Exercise details: Take the records below from their first line to the line with "pick one player", and restate those lines word for word.

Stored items
· · · ·

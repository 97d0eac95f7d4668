//! Typing metrics: pure, total functions over character counts and time.
//!
//! Both live display and the authoritative session record use these, so
//! they live in the shared crate rather than the coordinator.

/// Words per minute, using the standard 5-characters-per-word convention.
///
/// Non-positive elapsed time yields 0 rather than dividing by zero — a
/// keystroke processed in the same millisecond the timer started is not
/// infinite speed.
pub fn wpm(correct_chars: u32, elapsed_secs: f64) -> u32 {
    if elapsed_secs <= 0.0 {
        return 0;
    }
    let words = correct_chars as f64 / 5.0;
    let minutes = elapsed_secs / 60.0;
    (words / minutes).round() as u32
}

/// Accuracy as an integer percentage. An empty input is 100% accurate.
pub fn accuracy(correct_chars: u32, total_chars: u32) -> u8 {
    if total_chars == 0 {
        return 100;
    }
    let pct = 100.0 * correct_chars as f64 / total_chars as f64;
    pct.round().clamp(0.0, 100.0) as u8
}
//! Identity newtypes: players and room codes.

use std::fmt;

use rand::Rng;
use serde::{Deserialize, Serialize};

// ---------------------------------------------------------------------------
// PlayerId
// ---------------------------------------------------------------------------

/// A stable, opaque player identifier.
///
/// Supplied by the external identity layer (an account id); the core never
/// inspects it beyond equality, hashing, and ordering. Ordering matters: it
/// is the final tie-break wherever the coordinator must pick one player
/// deterministically (ownership transfer, winner ties).
#[derive(Debug, Clone, PartialEq, Eq, PartialOrd, Ord, Hash, Serialize, Deserialize)]
#[serde(transparent)]
pub struct PlayerId(pub String);

impl PlayerId {
    pub fn new(id: impl Into<String>) -> Self {
        Self(id.into())
    }

    pub fn as_str(&self) -> &str {
        &self.0
    }
}

impl fmt::Display for PlayerId {
    fn fmt(&self, f: &mut fmt::Formatter<'_>) -> fmt::Result {
        write!(f, "{}", self.0)
    }
}

impl From<&str> for PlayerId {
    fn from(s: &str) -> Self {
        Self(s.to_owned())
    }
}

// ---------------------------------------------------------------------------
// RoomCode
// ---------------------------------------------------------------------------

/// Characters a room code may contain. No lowercase: codes are shouted
/// across a room or pasted into chat, so they normalize to uppercase.
const CODE_CHARSET: &[u8] = b"ABCDEFGHIJKLMNOPQRSTUVWXYZ0123456789";

/// Length of every room code.
const CODE_LEN: usize = 6;

/// A short, human-shareable room identifier (6 uppercase alphanumerics).
#[derive(Debug, Clone, PartialEq, Eq, Hash, Serialize, Deserialize)]
#[serde(transparent)]
pub struct RoomCode(String);

/// Error returned when parsing a malformed room code.
#[derive(Debug, thiserror::Error, PartialEq, Eq)]
#[error("invalid room code {0:?}: expected {CODE_LEN} letters or digits")]
pub struct InvalidRoomCode(pub String);

impl RoomCode {
    /// Generates a fresh random code. Uniqueness is the caller's problem —
    /// the room manager retries until the code is unused.
    pub fn generate(rng: &mut impl Rng) -> Self {
        let code: String = (0..CODE_LEN)
            .map(|_| CODE_CHARSET[rng.random_range(0..CODE_CHARSET.len())] as char)
            .collect();
        Self(code)
    }

    /// Parses user input into a code, trimming whitespace and normalizing
    /// to uppercase so `"ab12cd "` and `"AB12CD"` name the same room.
    pub fn parse(input: &str) -> Result<Self, InvalidRoomCode> {
        let code = input.trim().to_ascii_uppercase();
        if code.len() == CODE_LEN && code.bytes().all(|b| CODE_CHARSET.contains(&b)) {
            Ok(Self(code))
        } else {
            Err(InvalidRoomCode(input.to_owned()))
        }
    }

    pub fn as_str(&self) -> &str {
        &self.0
    }
}

impl fmt::Display for RoomCode {
    fn fmt(&self, f: &mut fmt::Formatter<'_>) -> fmt::Result {
        write!(f, "{}", self.0)
    }
}
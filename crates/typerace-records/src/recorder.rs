//! Writes finished sessions through the store: session log, running
//! aggregates, leaderboards.

use std::sync::Arc;

use serde_json::{Map, Value};
use typerace_core::{GameMode, PlayerSession};
use typerace_store::{KvStore, StoreError};

use crate::{LeaderboardEntry, TypingSessionRecord, UserStats};

/// Persists the results of finished player sessions.
///
/// Three effects per recorded session:
/// 1. append the record to `userStats/<id>/sessions`,
/// 2. merge the recomputed aggregates into `userStats/<id>`,
/// 3. publish a leaderboard entry — always to the rolling daily board,
///    and to the all-time board only when the new competitive score beats
///    the player's stored best.
pub struct SessionRecorder<S> {
    store: Arc<S>,
}

impl<S: KvStore> SessionRecorder<S> {
    pub fn new(store: Arc<S>) -> Self {
        Self { store }
    }

    /// Records one finished session. Returns the record, or `None` for a
    /// player who never typed this round.
    pub async fn record(
        &self,
        player: &PlayerSession,
        mode: GameMode,
        now: u64,
    ) -> Result<Option<TypingSessionRecord>, StoreError> {
        let Some(record) = TypingSessionRecord::from_session(player, mode, now) else {
            tracing::debug!(player = %player.id, "no keystrokes this round, skipping record");
            return Ok(None);
        };

        let stats_path = format!("userStats/{}", player.id);

        self.store
            .push(&format!("{stats_path}/sessions"), to_json(&record))
            .await?;

        let mut stats: UserStats = self
            .store
            .get(&stats_path)
            .await?
            .map(|v| serde_json::from_value(v).unwrap_or_default())
            .unwrap_or_default();
        stats.fold(&record);
        let mut fields = to_fields(&stats);
        fields.insert("username".to_owned(), Value::String(player.name.clone()));
        self.store.update(&stats_path, fields).await?;

        let entry = LeaderboardEntry::new(player, &record);
        self.store
            .push("leaderboard/daily", to_json(&entry))
            .await?;
        self.publish_all_time(&entry).await?;

        tracing::info!(
            player = %player.id,
            wpm = record.wpm,
            accuracy = record.accuracy,
            words = record.word_count,
            "session recorded"
        );
        Ok(Some(record))
    }

    /// The all-time board keeps one entry per player: their best run by
    /// competitive score.
    async fn publish_all_time(&self, entry: &LeaderboardEntry) -> Result<(), StoreError> {
        let path = format!("leaderboard/alltime/{}", entry.player_id);
        let previous_best = self
            .store
            .get(&path)
            .await?
            .and_then(|v| serde_json::from_value::<LeaderboardEntry>(v).ok())
            .map(|e| e.competitive_score());

        match previous_best {
            Some(best) if entry.competitive_score() <= best => Ok(()),
            _ => self.store.set(&path, to_json(entry)).await,
        }
    }
}

fn to_json<T: serde::Serialize>(value: &T) -> Value {
    serde_json::to_value(value).unwrap_or(Value::Null)
}

fn to_fields<T: serde::Serialize>(value: &T) -> Map<String, Value> {
    match to_json(value) {
        Value::Object(map) => map,
        _ => Map::new(),
    }
}
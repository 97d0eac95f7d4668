//! Room lifecycle for TypeRace.
//!
//! Each room runs as an isolated Tokio task (actor model) owning its
//! [`RoomState`](typerace_core::RoomState). All mutations funnel through
//! the pure [`coordinator`] state machine, which returns side-effect
//! intents the actor executes: persisting through the store, extending
//! the race text, recording finished sessions.
//!
//! # Key types
//!
//! - [`coordinator`] — the state machine (events in, effects out)
//! - [`score`] — live ranking and winner selection
//! - [`RoomManager`] — creates/destroys rooms, routes players
//! - [`RoomHandle`] — send commands to a running room actor
//! - [`RoomError`] — rejected operations

mod error;
mod manager;
mod room;

pub mod coordinator;
pub mod score;

pub use error::RoomError;
pub use manager::RoomManager;
pub use room::{LeaveOutcome, RoomHandle, RoomInfo};
//! Error types for the room layer.

use typerace_core::{PlayerId, RoomCode};

/// Errors that can occur during room operations.
///
/// All of these are local, recoverable conditions: the operation is
/// rejected and the room state is left exactly as it was.
#[derive(Debug, thiserror::Error)]
pub enum RoomError {
    /// The room does not exist (or was deleted concurrently).
    #[error("room {0} not found")]
    NotFound(RoomCode),

    /// The room is full — no more player slots available.
    #[error("room {0} is full")]
    RoomFull(RoomCode),

    /// The player is already in a room (one room at a time).
    #[error("player {0} is already in a room")]
    AlreadyInRoom(PlayerId),

    /// The player is not in the room this operation targets.
    #[error("player {0} is not in the room")]
    NotInRoom(PlayerId),

    /// A non-owner attempted an owner-only action.
    #[error("permission denied: {0}")]
    PermissionDenied(String),

    /// The room is in a state that doesn't allow this operation.
    /// For example, starting a room that's already playing.
    #[error("invalid room state for this operation: {0}")]
    InvalidState(String),

    /// The room's command channel is full or closed.
    #[error("room {0} is unavailable")]
    Unavailable(RoomCode),
}
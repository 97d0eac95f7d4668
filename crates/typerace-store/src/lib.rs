//! The storage boundary of the TypeRace core.
//!
//! The core does not own a database; it writes room state, session records,
//! and leaderboard entries through this small key-value contract and trusts
//! the backend to apply each call atomically and deliver the latest value
//! to subscribers eventually.
//!
//! Paths are `/`-separated segment strings (`rooms/AB12CD/players/u-1`).
//! A value is a [`serde_json::Value`] tree; `Null` means "absent", so
//! writing `Null` deletes — the merge-patch [`update`](KvStore::update)
//! uses this to drop individual fields.
//!
//! [`MemoryStore`] is the reference implementation, used by every test and
//! by single-process deployments. A networked backend implements the same
//! trait.

mod memory;

pub use memory::MemoryStore;

use std::future::Future;

use serde_json::{Map, Value};
use tokio::sync::watch;

/// Errors from store operations.
///
/// These are caller mistakes (malformed path, merge-patch against a
/// scalar), not transient backend failures — the in-memory backend cannot
/// fail any other way.
#[derive(Debug, thiserror::Error)]
pub enum StoreError {
    /// Empty path or a path with an empty segment.
    #[error("invalid store path {0:?}")]
    InvalidPath(String),

    /// A merge-patch was applied to a non-object value.
    #[error("value at {0:?} is not an object")]
    NotAnObject(String),
}

/// The primitive operations the core requires from storage.
///
/// Every mutation is atomic per call; subscribers observe each committed
/// value, starting with the value current at subscription time.
///
/// Methods are declared with `Send` futures (implementations just write
/// `async fn`) so callers can drive a generic store from spawned tasks —
/// the room actors live in `tokio::spawn`.
pub trait KvStore: Send + Sync {
    /// Reads the value at `path`, or `None` if absent.
    fn get(&self, path: &str) -> impl Future<Output = Result<Option<Value>, StoreError>> + Send;

    /// Overwrites the value at `path`.
    fn set(&self, path: &str, value: Value)
    -> impl Future<Output = Result<(), StoreError>> + Send;

    /// Merge-patches the object at `path`: each field is inserted or
    /// replaced; a `Null` field value deletes that key. Creates the object
    /// if the path is absent. Atomic per call.
    fn update(
        &self,
        path: &str,
        fields: Map<String, Value>,
    ) -> impl Future<Output = Result<(), StoreError>> + Send;

    /// Deletes the value at `path` (and any children).
    fn remove(&self, path: &str) -> impl Future<Output = Result<(), StoreError>> + Send;

    /// Appends `value` under a fresh unique child key of `path` and
    /// returns the key. Keys sort in insertion order.
    fn push(
        &self,
        path: &str,
        value: Value,
    ) -> impl Future<Output = Result<String, StoreError>> + Send;

    /// Watches `path`. The returned subscription yields the current value
    /// immediately, then every subsequent change. Dropping it
    /// unsubscribes.
    fn subscribe(&self, path: &str) -> impl Future<Output = Result<Subscription, StoreError>> + Send;
}

/// A live watch on one store path.
pub struct Subscription {
    rx: watch::Receiver<Value>,
    first: bool,
}

impl Subscription {
    pub(crate) fn new(rx: watch::Receiver<Value>) -> Self {
        Self { rx, first: true }
    }

    /// The next observed value: the current one on the first call, then
    /// one per change. `Value::Null` means the path is absent. Returns
    /// `None` once the store is gone.
    pub async fn next(&mut self) -> Option<Value> {
        if self.first {
            self.first = false;
            return Some(self.rx.borrow_and_update().clone());
        }
        match self.rx.changed().await {
            Ok(()) => Some(self.rx.borrow_and_update().clone()),
            Err(_) => None,
        }
    }

    /// The value as of now, without waiting.
    pub fn current(&self) -> Value {
        self.rx.borrow().clone()
    }
}

/// Splits and validates a store path into segments.
pub(crate) fn segments(path: &str) -> Result<Vec<&str>, StoreError> {
    if path.is_empty() {
        return Err(StoreError::InvalidPath(path.to_owned()));
    }
    let segs: Vec<&str> = path.split('/').collect();
    if segs.iter().any(|s| s.is_empty()) {
        return Err(StoreError::InvalidPath(path.to_owned()));
    }
    Ok(segs)
}
//! Per-language word banks.
//!
//! Four categories per language — common/function words, nouns, verbs,
//! adjectives — pooled uniformly with no grammar. Picking is uniform over
//! the concatenation of the categories, with replacement.

use rand::Rng;
use typerace_core::Language;

const ENGLISH_COMMON: &[&str] = &[
    "the", "be", "to", "of", "and", "a", "in", "that", "have", "I",
    "it", "for", "not", "on", "with", "he", "as", "you", "do", "at",
    "this", "but", "his", "by", "from", "they", "we", "say", "her", "she",
    "or", "an", "will", "my", "one", "all", "would", "there", "their", "what",
];

const ENGLISH_NOUNS: &[&str] = &[
    "time", "person", "year", "way", "day", "thing", "man", "world", "life", "hand",
    "part", "child", "eye", "woman", "place", "work", "week", "case", "point", "government",
    "company", "number", "group", "problem", "fact", "program", "question", "system", "service", "water",
    "computer", "phone", "internet", "website", "email", "code", "developer", "software", "application", "data",
];

const ENGLISH_VERBS: &[&str] = &[
    "be", "have", "do", "say", "get", "make", "go", "know", "take", "see",
    "come", "think", "look", "want", "give", "use", "find", "tell", "ask", "work",
    "seem", "feel", "try", "leave", "call", "keep", "let", "begin", "help", "show",
    "write", "build", "create", "develop", "design", "program", "test", "debug", "deploy", "learn",
];

const ENGLISH_ADJECTIVES: &[&str] = &[
    "good", "new", "first", "last", "long", "great", "little", "own", "other", "old",
    "right", "big", "high", "different", "small", "large", "next", "early", "young", "important",
    "few", "public", "bad", "same", "able", "quick", "fast", "slow", "easy", "hard",
    "simple", "complex", "modern", "digital", "online", "virtual", "smart", "efficient", "powerful", "advanced",
];

const INDONESIAN_COMMON: &[&str] = &[
    "yang", "ini", "itu", "dan", "di", "ke", "dari", "untuk", "dengan", "pada",
    "adalah", "akan", "ada", "atau", "juga", "sudah", "saya", "tidak", "kamu", "mereka",
    "kami", "kita", "dia", "apa", "siapa", "kapan", "dimana", "mengapa", "bagaimana", "tetapi",
    "karena", "jika", "maka", "bisa", "dapat", "harus", "boleh", "mau", "ingin", "perlu",
];

const INDONESIAN_NOUNS: &[&str] = &[
    "waktu", "orang", "tahun", "hari", "bulan", "minggu", "dunia", "negara", "kota", "rumah",
    "sekolah", "kantor", "teman", "keluarga", "anak", "bapak", "ibu", "guru", "siswa", "mahasiswa",
    "pekerjaan", "masalah", "solusi", "kesempatan", "tujuan", "rencana", "hasil", "proses", "sistem", "program",
    "komputer", "telepon", "internet", "aplikasi", "website", "email", "data", "kode", "teknologi", "software",
];

const INDONESIAN_VERBS: &[&str] = &[
    "pergi", "datang", "lihat", "baca", "tulis", "bicara", "dengar", "makan", "minum", "tidur",
    "bangun", "kerja", "belajar", "main", "buat", "ambil", "beri", "kirim", "terima", "tanya",
    "jawab", "cari", "temukan", "mulai", "selesai", "coba", "pikir", "ingat", "lupa", "tahu",
    "pakai", "simpan", "hapus", "ubah", "tambah", "kurang", "bagi", "kali", "hitung", "ukur",
];

const INDONESIAN_ADJECTIVES: &[&str] = &[
    "baik", "buruk", "besar", "kecil", "tinggi", "rendah", "panjang", "pendek", "luas", "sempit",
    "cepat", "lambat", "mudah", "sulit", "baru", "lama", "muda", "tua", "cantik", "tampan",
    "pintar", "bodoh", "rajin", "malas", "kuat", "lemah", "sehat", "sakit", "senang", "sedih",
    "penting", "berguna", "modern", "canggih", "praktis", "efisien", "efektif", "digital", "online", "virtual",
];

/// The pooled categories for a language.
fn categories(language: Language) -> [&'static [&'static str]; 4] {
    match language {
        Language::English => [ENGLISH_COMMON, ENGLISH_NOUNS, ENGLISH_VERBS, ENGLISH_ADJECTIVES],
        Language::Indonesian => [
            INDONESIAN_COMMON,
            INDONESIAN_NOUNS,
            INDONESIAN_VERBS,
            INDONESIAN_ADJECTIVES,
        ],
    }
}

/// Draws one word uniformly from the pooled bank.
pub(crate) fn pick(language: Language, rng: &mut impl Rng) -> &'static str {
    let cats = categories(language);
    let total: usize = cats.iter().map(|c| c.len()).sum();
    let mut idx = rng.random_range(0..total);
    for cat in cats {
        if idx < cat.len() {
            return cat[idx];
        }
        idx -= cat.len();
    }
    unreachable!("index drawn within total pool size")
}

/// True if `word` appears anywhere in the language's bank. Test helper.
#[cfg(test)]
pub(crate) fn contains(language: Language, word: &str) -> bool {
    categories(language).iter().any(|c| c.contains(&word))
}
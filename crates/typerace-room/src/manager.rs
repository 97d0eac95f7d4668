//! Room manager: creates, tracks, and routes players to rooms.

use std::collections::HashMap;
use std::sync::Arc;

use typerace_core::{now_ms, PlayerId, PlayerSession, RoomCode, RoomConfig, RoomState};
use typerace_store::KvStore;

use crate::room::{spawn_room, LeaveOutcome, RoomHandle, RoomInfo};
use crate::RoomError;

/// Default command channel size for room actors.
const DEFAULT_CHANNEL_SIZE: usize = 64;

/// Manages all active rooms and tracks which player is in which room.
///
/// This is the entry point for room operations from the client-facing
/// layer. One invariant does the heavy lifting: a player is in at most
/// ONE room at a time.
pub struct RoomManager<S> {
    store: Arc<S>,

    /// Active rooms, keyed by their shareable code.
    rooms: HashMap<RoomCode, RoomHandle>,

    /// Maps each player to the room they're currently in.
    player_rooms: HashMap<PlayerId, RoomCode>,
}

impl<S: KvStore + 'static> RoomManager<S> {
    /// Creates a new, empty room manager writing through `store`.
    pub fn new(store: Arc<S>) -> Self {
        Self {
            store,
            rooms: HashMap::new(),
            player_rooms: HashMap::new(),
        }
    }

    /// Creates a room owned by `owner`, seats them, and returns the code.
    ///
    /// The room name defaults to `"<owner>'s Room"` when blank.
    pub fn create_room(
        &mut self,
        owner: PlayerId,
        owner_name: &str,
        room_name: &str,
        config: RoomConfig,
    ) -> Result<RoomCode, RoomError> {
        if self.player_rooms.contains_key(&owner) {
            return Err(RoomError::AlreadyInRoom(owner));
        }

        let code = self.fresh_code();
        let owner_name = if owner_name.trim().is_empty() {
            "Player".to_owned()
        } else {
            owner_name.trim().to_owned()
        };
        let room_name = if room_name.trim().is_empty() {
            format!("{owner_name}'s Room")
        } else {
            room_name.trim().to_owned()
        };

        let session = PlayerSession::new(owner.clone(), owner_name, now_ms());
        let handle = spawn_room(
            code.clone(),
            room_name,
            session,
            config,
            self.store.clone(),
            DEFAULT_CHANNEL_SIZE,
        );
        self.rooms.insert(code.clone(), handle);
        self.player_rooms.insert(owner, code.clone());
        tracing::info!(room = %code, "room created");
        Ok(code)
    }

    /// Adds a player to the room with the given code, enforcing the
    /// one-room-at-a-time invariant. Returns the snapshot to render.
    pub async fn join_room(
        &mut self,
        player_id: PlayerId,
        name: &str,
        code: &RoomCode,
    ) -> Result<RoomState, RoomError> {
        // Rejoining the same room (a reconnecting client) is allowed.
        if let Some(current) = self.player_rooms.get(&player_id) {
            if current != code {
                return Err(RoomError::AlreadyInRoom(player_id));
            }
        }

        let handle = self
            .rooms
            .get(code)
            .ok_or_else(|| RoomError::NotFound(code.clone()))?;

        let state = handle.join(player_id.clone(), name.to_owned()).await?;
        self.player_rooms.insert(player_id, code.clone());
        Ok(state)
    }

    /// Removes a player from their current room. When the last player
    /// leaves, the room is destroyed and forgotten.
    pub async fn leave_room(&mut self, player_id: &PlayerId) -> Result<LeaveOutcome, RoomError> {
        let code = self
            .player_rooms
            .get(player_id)
            .cloned()
            .ok_or_else(|| RoomError::NotInRoom(player_id.clone()))?;

        let outcome = match self.rooms.get(&code) {
            Some(handle) => handle.leave(player_id.clone()).await?,
            None => LeaveOutcome::RoomDestroyed,
        };
        self.player_rooms.remove(player_id);

        if outcome == LeaveOutcome::RoomDestroyed {
            self.rooms.remove(&code);
            self.player_rooms.retain(|_, c| *c != code);
            tracing::info!(room = %code, "room destroyed");
        }
        Ok(outcome)
    }

    /// Owner-only: removes `target` from the requester's room (waiting
    /// rooms only).
    pub async fn kick(
        &mut self,
        requester: &PlayerId,
        target: &PlayerId,
    ) -> Result<(), RoomError> {
        let handle = self.handle_for(requester)?;
        handle.kick(requester.clone(), target.clone()).await?;
        self.player_rooms.remove(target);
        Ok(())
    }

    /// Owner-only: starts the race in the requester's room.
    pub async fn start_game(&self, requester: &PlayerId) -> Result<(), RoomError> {
        self.handle_for(requester)?.start(requester.clone()).await
    }

    /// Owner-only: resets the requester's room for another round.
    pub async fn restart(&self, requester: &PlayerId) -> Result<(), RoomError> {
        self.handle_for(requester)?
            .restart(requester.clone())
            .await
    }

    /// Routes a progress report to the player's room (fire-and-forget).
    pub async fn apply_keystroke(
        &self,
        player_id: &PlayerId,
        input_chars: u32,
        correct_chars: u32,
    ) -> Result<(), RoomError> {
        self.handle_for(player_id)?
            .keystroke(player_id.clone(), input_chars, correct_chars)
            .await
    }

    /// The current snapshot of a room.
    pub async fn room_state(&self, code: &RoomCode) -> Result<RoomState, RoomError> {
        let handle = self
            .rooms
            .get(code)
            .ok_or_else(|| RoomError::NotFound(code.clone()))?;
        handle.state().await
    }

    /// Lists rooms still gathering players, for the lobby. Rooms that
    /// fail to respond (shutting down) are silently skipped.
    pub async fn list_rooms(&self) -> Vec<RoomInfo> {
        let mut infos = Vec::with_capacity(self.rooms.len());
        for handle in self.rooms.values() {
            if let Ok(info) = handle.info().await {
                if info.status == typerace_core::RoomStatus::Waiting {
                    infos.push(info);
                }
            }
        }
        infos
    }

    /// The room a player is currently in, if any.
    pub fn player_room(&self, player_id: &PlayerId) -> Option<&RoomCode> {
        self.player_rooms.get(player_id)
    }

    /// Number of active rooms.
    pub fn room_count(&self) -> usize {
        self.rooms.len()
    }

    /// Shuts down a room and removes all its players from the index.
    pub async fn destroy_room(&mut self, code: &RoomCode) -> Result<(), RoomError> {
        let handle = self
            .rooms
            .remove(code)
            .ok_or_else(|| RoomError::NotFound(code.clone()))?;
        let _ = handle.shutdown().await;
        self.player_rooms.retain(|_, c| c != code);
        tracing::info!(room = %code, "room destroyed");
        Ok(())
    }

    fn handle_for(&self, player_id: &PlayerId) -> Result<&RoomHandle, RoomError> {
        let code = self
            .player_rooms
            .get(player_id)
            .ok_or_else(|| RoomError::NotInRoom(player_id.clone()))?;
        self.rooms
            .get(code)
            .ok_or_else(|| RoomError::NotFound(code.clone()))
    }

    /// Draws codes until one is unused. Collisions are vanishingly rare
    /// (36^6 codes), so this almost never loops.
    fn fresh_code(&self) -> RoomCode {
        let mut rng = rand::rng();
        loop {
            let code = RoomCode::generate(&mut rng);
            if !self.rooms.contains_key(&code) {
                return code;
            }
        }
    }
}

· · · ·

Solution to this task:
repository 97d0eac95f7d4668
//! Typing metrics: pure, total functions over character counts and time.
//!
//! Both live display and the authoritative session record use these, so
//! they live in the shared crate rather than the coordinator.

/// Words per minute, using the standard 5-characters-per-word convention.
///
/// Non-positive elapsed time yields 0 rather than dividing by zero — a
/// keystroke processed in the same millisecond the timer started is not
/// infinite speed.
pub fn wpm(correct_chars: u32, elapsed_secs: f64) -> u32 {
    if elapsed_secs <= 0.0 {
        return 0;
    }
    let words = correct_chars as f64 / 5.0;
    let minutes = elapsed_secs / 60.0;
    (words / minutes).round() as u32
}

/// Accuracy as an integer percentage. An empty input is 100% accurate.
pub fn accuracy(correct_chars: u32, total_chars: u32) -> u8 {
    if total_chars == 0 {
        return 100;
    }
    let pct = 100.0 * correct_chars as f64 / total_chars as f64;
    pct.round().clamp(0.0, 100.0) as u8
}
//! Identity newtypes: players and room codes.

use std::fmt;

use rand::Rng;
use serde::{Deserialize, Serialize};

// ---------------------------------------------------------------------------
// PlayerId
// ---------------------------------------------------------------------------

/// A stable, opaque player identifier.
///
/// Supplied by the external identity layer (an account id); the core never
/// inspects it beyond equality, hashing, and ordering. Ordering matters: it
/// is the final tie-break wherever the coordinator must pick one player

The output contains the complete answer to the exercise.